> **Problem requirements**: Look through the data below for the line with "match run(&cli, mode)" and the line with "let stdout = if", then output those two and all lines in between, exactly as written.

━━━━━━━━━━━━━━━━━━━━━━━━━━━━━━

/// `<app>-main` and `<app>-log` per database app, then Jellyseerr's.
#[must_use]
pub fn plan_databases(owner: &str) -> Vec<DatabaseResource> {
    let database = |name: String| DatabaseResource {
        resource_name: format!("{name}-database"),
        name,
        owner: owner.to_string(),
        provider: POSTGRES_PROVIDER.to_string(),
    };

    let mut databases: Vec<DatabaseResource> = DATABASE_APPS
        .iter()
        .flat_map(|app| {
            [
                database(format!("{}-main", app.as_str())),
                database(format!("{}-log", app.as_str())),
            ]
        })
        .collect();
    databases.push(database(ServarrApp::Jellyseerr.as_str().to_string()));
    databases
}

fn compose_values(
    settings: &DeploymentSettings,
    policy: SecretPolicy,
    templates: &dyn TemplateSource,
) -> Result<PreparrValues, ErrorEnvelope> {
    let config = &settings.config;
    let required = &settings.required;
    let rendered_keys = policy.credentials(&required.api_keys);
    let exporter_image = ImageRef::parse_with_defaults(
        &required.exportarr_image,
        EXPORTER_DEFAULT_REPOSITORY,
        DEFAULT_TAG,
    )?
    .to_string();

    let mut apps = BTreeMap::new();
    for profile in &PREPARR_APPS {
        let values = compose_app_values(
            settings,
            profile,
            policy,
            &rendered_keys,
            &exporter_image,
            templates,
        )?;
        apps.insert(profile.app, values);
    }

    let mut take = |app: ServarrApp| {
        apps.remove(&app).ok_or_else(|| {
            ErrorEnvelope::invariant(
                ErrorCode::internal(),
                format!("no chart values composed for {app}"),
            )
        })
    };
    let qbittorrent = take(ServarrApp::Qbittorrent)?;
    let prowlarr = take(ServarrApp::Prowlarr)?;
    let sonarr = take(ServarrApp::Sonarr)?;
    let radarr = take(ServarrApp::Radarr)?;

    let preparr_default = ImageRef::new(PREPARR_DEFAULT_REPOSITORY, PREPARR_DEFAULT_TAG);
    Ok(PreparrValues {
        global: GlobalValues {
            namespace: config.namespace.clone(),
            timezone: config.timezone.clone(),
        },
        preparr: PreparrImageValues {
            enabled: true,
            image: ImageRef::resolve(settings.preparr_image.as_deref(), &preparr_default)?,
        },
        postgresql: PostgresqlValues {
            enabled: false,
            external_host: required.postgres.host.to_string(),
            auth: PostgresAuth {
                username: required.postgres.username.to_string(),
                password: policy.render(&required.postgres.password),
                database: CHART_DATABASE.to_string(),
            },
            service: PortValue {
                port: required.postgres.port,
            },
        },
        qbittorrent,
        prowlarr,
        sonarr,
        radarr,
        lidarr: DisabledApp { enabled: false },
    })
}
//! CLI binary entrypoint.

mod commands;
mod error;
mod format;
mod logging;

use clap::{Parser, Subcommand, ValueEnum};
use commands::{
    RenderInput, TemplateShowInput, run_config_show, run_env_check, run_info, run_render,
    run_template_show,
};
use error::{CliError, ExitCode};
use format::{OutputArgs, OutputMode};
use servarr_shared::{ErrorEnvelope, REDACTED_VALUE, is_secret_key};
use std::io::{self, Write};
use std::path::PathBuf;
use tracing::debug;

#[derive(Debug, Parser)]
#[command(
    name = "servarr",
    version,
    about = "Render the servarr media stack deployment plan",
    long_about = None
)]
struct Cli {
    #[command(flatten)]
    output: OutputArgs,

    /// Optional settings file (JSON/TOML).
    #[arg(long, global = true)]
    config: Option<PathBuf>,

    /// Do not load a `.env` file from the working directory.
    #[arg(long, global = true)]
    no_dotenv: bool,

    /// Raise log verbosity (repeat for more).
    #[arg(short, long, global = true, action = clap::ArgAction::Count)]
    verbose: u8,

    #[command(subcommand)]
    command: Commands,
}

#[derive(Debug, Subcommand)]
enum Commands {
    /// Show build and version details.
    Info,
    /// Compose the full deployment plan.
    ///
    /// By default every secret in the plan is written as `[REDACTED]`,
    /// including the API keys injected into the application templates.
    /// Such a plan is for review only and is not deployable; pass
    /// `--reveal-secrets` to produce one that is.
    Render {
        /// Write the plan to this file instead of stdout (`.yaml`/`.yml` for YAML).
        #[arg(long)]
        out: Option<PathBuf>,
        /// Write real secret values instead of `[REDACTED]`. Required for a
        /// deployable plan.
        #[arg(long)]
        reveal_secrets: bool,
    },
    /// Application template commands.
    Template {
        #[command(subcommand)]
        command: TemplateCommands,
    },
    /// Environment commands.
    Env {
        #[command(subcommand)]
        command: EnvCommands,
    },
    /// Settings commands.
    Config {
        #[command(subcommand)]
        command: ConfigCommands,
    },
}

#[derive(Debug, Subcommand)]
enum TemplateCommands {
    /// Print an application template.
    Show {
        /// Application name (e.g. `prowlarr`).
        #[arg(value_name = "APP")]
        app: String,
        /// Inject API keys from the environment first.
        #[arg(long)]
        inject: bool,
        /// Write real keys instead of placeholders (with `--inject`).
        #[arg(long, requires = "inject")]
        reveal_secrets: bool,
    },
}

#[derive(Debug, Subcommand)]
enum EnvCommands {
    /// Report which variables are set and which required ones are missing.
    Check,
}

#[derive(Debug, Subcommand)]
enum ConfigCommands {
    /// Show the effective settings after applying the file and env overrides.
    Show {
        /// Document format.
        #[arg(long, value_enum, default_value_t = ConfigFormat::Json)]
        format: ConfigFormat,
    },
}

/// Settings document format.
#[derive(Debug, Clone, Copy, PartialEq, Eq, ValueEnum)]
pub enum ConfigFormat {
    /// Pretty JSON.
    Json,
    /// TOML.
    Toml,
}

pub(crate) struct CliOutput {
    stdout: String,
    stderr: String,
    exit_code: ExitCode,
}

fn main() -> std::process::ExitCode {
    let cli = Cli::parse();
    let mode = OutputMode::from_args(&cli.output);
    logging::init_logging(cli.verbose, mode.agent);

    if !cli.no_dotenv {
        match dotenvy::dotenv() {
            Ok(path) => debug!(path = %path.display(), "loaded .env"),
            Err(error) if error.not_found() => {},
            Err(error) => {
                return exit_with_error(&CliError::InvalidInput(format!(
                    "failed to load .env: {error}"
                )));
            },
        }
    }

    match run(&cli, mode) {
        Ok(output) => match write_output(&output) {
            Ok(()) => std::process::ExitCode::from(output.exit_code.as_u8()),
            Err(error) => exit_with_error(&error),
        },
        Err(error) => exit_with_error(&error),
    }
}

fn exit_with_error(error: &CliError) -> std::process::ExitCode {
    let _ = writeln!(io::stderr(), "error: {error}");
    std::process::ExitCode::from(error.exit_code().as_u8())
}

fn run(cli: &Cli, mode: OutputMode) -> Result<CliOutput, CliError> {
    let config_path = cli.config.as_deref();
    match &cli.command {
        Commands::Info => run_info(mode),
        Commands::Render {
            out,
            reveal_secrets,
        } => run_render(
            mode,
            &RenderInput {
                config_path,
                out: out.as_deref(),
                reveal_secrets: *reveal_secrets,
            },
        ),
        Commands::Template { command } => match command {
            TemplateCommands::Show {
                app,
                inject,
                reveal_secrets,
            } => run_template_show(
                mode,
                &TemplateShowInput {
                    config_path,
                    app,
                    inject: *inject,
                    reveal_secrets: *reveal_secrets,
                },
            ),
        },
        Commands::Env { command } => match command {
            EnvCommands::Check => run_env_check(mode),
        },
        Commands::Config { command } => match command {
            ConfigCommands::Show { format } => run_config_show(mode, config_path, *format),
        },
    }
}

/// Render a failed operation in the requested output format.
pub(crate) fn format_error_output(mode: OutputMode, error: &ErrorEnvelope) -> CliOutput {
    let payload = error_payload(error);

    let mut stderr = String::new();
    log_info(&mut stderr, "command failed", mode.no_progress);

    let stdout = if mode.is_ndjson() {
        let line = serde_json::json!({
            "type": "error",
            "status": "error",
            "error": payload,
        });
        let mut out = serde_json::to_string(&line).unwrap_or_else(|_| {
            "{\"type\":\"error\",\"status\":\"error\",\"error\":{\"code\":\"ERR_CORE_INTERNAL\"}}"
                .to_string()
        });
        out.push('\n');
        out
    } else if mode.is_json() || mode.is_yaml() {
        let document = serde_json::json!({
            "status": "error",
            "error": payload,
        });
        // This is a CLI boundary, so JSON serialization errors are internal.
        let mut out = serde_json::to_string_pretty(&document).unwrap_or_else(|_| {
            "{\"status\":\"error\",\"error\":{\"code\":\"ERR_CORE_INTERNAL\"}}".to_string()
        });
        out.push('\n');
        out
    } else {
        format_error_text(error)
    };

    CliOutput {
        stdout,
        stderr,
        exit_code: ExitCode::for_envelope(error),
    }
}

fn error_payload(error: &ErrorEnvelope) -> serde_json::Value {
    let meta: serde_json::Map<String, serde_json::Value> = error
        .metadata
        .iter()
        .map(|(key, value)| (key.clone(), serde_json::Value::String(redact_meta(key, value))))
        .collect();
    serde_json::json!({
        "code": error.code.stable_id(),
        "message": error.message,
        "kind": error.kind.to_string(),
        "meta": meta,
    })
}

fn format_error_text(error: &ErrorEnvelope) -> String {
    let mut out = String::new();
    out.push_str("status: error\n");
    out.push_str("code: ");
    out.push_str(&error.code.stable_id());
    out.push('\n');
    out.push_str("message: ");
    out.push_str(&error.message);
    out.push('\n');
    out.push_str("kind: ");
    out.push_str(&error.kind.to_string());
    out.push('\n');

    if !error.metadata.is_empty() {
        out.push_str("meta:\n");
        for (key, value) in &error.metadata {
            out.push_str("  ");
            out.push_str(key);
            out.push_str(": ");
            out.push_str(&redact_meta(key, value));
            out.push('\n');
        }
    }

    out
}

fn redact_meta(key: &str, value: &str) -> String {
    if is_secret_key(key) {
        REDACTED_VALUE.to_string()
    } else {
        value.to_string()
    }
}

pub(crate) fn log_info(stderr: &mut String, message: &str, no_progress: bool) {
    if no_progress {
        return;
    }
    stderr.push_str("info: ");
    stderr.push_str(message);
    stderr.push('\n');
}

pub(crate) fn format_ndjson_summary(
    status: &str,
    kind: &str,
    extra: Option<serde_json::Value>,
) -> String {
    let mut payload = serde_json::Map::new();
    payload.insert(
        "type".to_string(),
        serde_json::Value::String("summary".to_string()),
    );
    payload.insert(
        "status".to_string(),
        serde_json::Value::String(status.to_string()),
    );
    payload.insert(
        "kind".to_string(),
        serde_json::Value::String(kind.to_string()),
    );
    if let Some(serde_json::Value::Object(map)) = extra {
        for (key, value) in map {
            payload.insert(key, value);
        }
    }
    let mut out = serde_json::to_string(&serde_json::Value::Object(payload)).unwrap_or_else(|_| {
        "{\"type\":\"summary\",\"status\":\"error\",\"kind\":\"internal\"}".to_string()
    });
    out.push('\n');
    out
}

fn write_output(output: &CliOutput) -> Result<(), CliError> {
    let mut stdout = io::stdout();
    stdout.write_all(output.stdout.as_bytes())?;
    stdout.flush()?;

    if !output.stderr.is_empty() {
        let mut stderr = io::stderr();
        stderr.write_all(output.stderr.as_bytes())?;
        stderr.flush()?;
    }

    Ok(())
}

━━━━━━━━━━━━━━━━━━━━━━━━━━━━━━

> **Finished exercise**:
    match run(&cli, mode) {
        Ok(output) => match write_output(&output) {
            Ok(()) => std::process::ExitCode::from(output.exit_code.as_u8()),
            Err(error) => exit_with_error(&error),
        },
        Err(error) => exit_with_error(&error),
    }
}

fn exit_with_error(error: &CliError) -> std::process::ExitCode {
    let _ = writeln!(io::stderr(), "error: {error}");
    std::process::ExitCode::from(error.exit_code().as_u8())
}

fn run(cli: &Cli, mode: OutputMode) -> Result<CliOutput, CliError> {
    let config_path = cli.config.as_deref();
    match &cli.command {
        Commands::Info => run_info(mode),
        Commands::Render {
            out,
            reveal_secrets,
        } => run_render(
            mode,
            &RenderInput {
                config_path,
                out: out.as_deref(),
                reveal_secrets: *reveal_secrets,
            },
        ),
        Commands::Template { command } => match command {
            TemplateCommands::Show {
                app,
                inject,
                reveal_secrets,
            } => run_template_show(
                mode,
                &TemplateShowInput {
                    config_path,
                    app,
                    inject: *inject,
                    reveal_secrets: *reveal_secrets,
                },
            ),
        },
        Commands::Env { command } => match command {
            EnvCommands::Check => run_env_check(mode),
        },
        Commands::Config { command } => match command {
            ConfigCommands::Show { format } => run_config_show(mode, config_path, *format),
        },
    }
}

/// Render a failed operation in the requested output format.
pub(crate) fn format_error_output(mode: OutputMode, error: &ErrorEnvelope) -> CliOutput {
    let payload = error_payload(error);

    let mut stderr = String::new();
    log_info(&mut stderr, "command failed", mode.no_progress);

    let stdout = if mode.is_ndjson() {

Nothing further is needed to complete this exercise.